ABOUT THIS EXERCISE =>
Search the data below for the word "secret" and copy each line that holds it.

MATERIAL TO PROCESS below:

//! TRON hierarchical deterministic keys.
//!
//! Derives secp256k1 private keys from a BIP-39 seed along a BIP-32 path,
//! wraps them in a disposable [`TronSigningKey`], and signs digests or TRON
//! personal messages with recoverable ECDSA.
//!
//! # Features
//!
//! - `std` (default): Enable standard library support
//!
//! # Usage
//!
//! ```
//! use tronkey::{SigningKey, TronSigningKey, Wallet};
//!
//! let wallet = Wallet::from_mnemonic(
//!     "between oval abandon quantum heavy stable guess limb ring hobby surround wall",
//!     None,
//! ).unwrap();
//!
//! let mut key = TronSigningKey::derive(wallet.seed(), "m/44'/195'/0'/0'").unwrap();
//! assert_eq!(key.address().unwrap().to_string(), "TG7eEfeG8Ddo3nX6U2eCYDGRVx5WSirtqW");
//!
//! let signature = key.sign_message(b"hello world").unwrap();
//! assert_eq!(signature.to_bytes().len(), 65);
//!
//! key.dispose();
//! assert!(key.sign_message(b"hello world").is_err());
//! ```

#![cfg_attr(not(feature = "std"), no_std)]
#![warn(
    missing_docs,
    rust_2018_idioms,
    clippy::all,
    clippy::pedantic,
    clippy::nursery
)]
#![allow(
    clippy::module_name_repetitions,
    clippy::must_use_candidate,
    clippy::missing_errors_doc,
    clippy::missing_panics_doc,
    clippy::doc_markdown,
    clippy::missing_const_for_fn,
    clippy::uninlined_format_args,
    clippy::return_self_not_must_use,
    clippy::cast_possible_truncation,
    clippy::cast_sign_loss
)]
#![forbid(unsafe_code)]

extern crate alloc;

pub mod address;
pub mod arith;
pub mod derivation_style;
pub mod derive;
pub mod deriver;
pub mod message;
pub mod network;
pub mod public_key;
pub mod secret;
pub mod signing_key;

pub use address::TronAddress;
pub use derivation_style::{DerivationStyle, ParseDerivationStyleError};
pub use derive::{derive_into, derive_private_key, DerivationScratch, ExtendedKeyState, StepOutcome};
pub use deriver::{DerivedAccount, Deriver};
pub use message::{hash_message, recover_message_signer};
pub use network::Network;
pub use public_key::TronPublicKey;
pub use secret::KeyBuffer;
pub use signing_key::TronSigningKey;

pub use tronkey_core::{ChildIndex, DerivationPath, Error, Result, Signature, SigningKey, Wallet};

End of MATERIAL TO PROCESS.

SOLUTION FOR THIS EXERCISE =>
pub mod secret;
pub use secret::KeyBuffer;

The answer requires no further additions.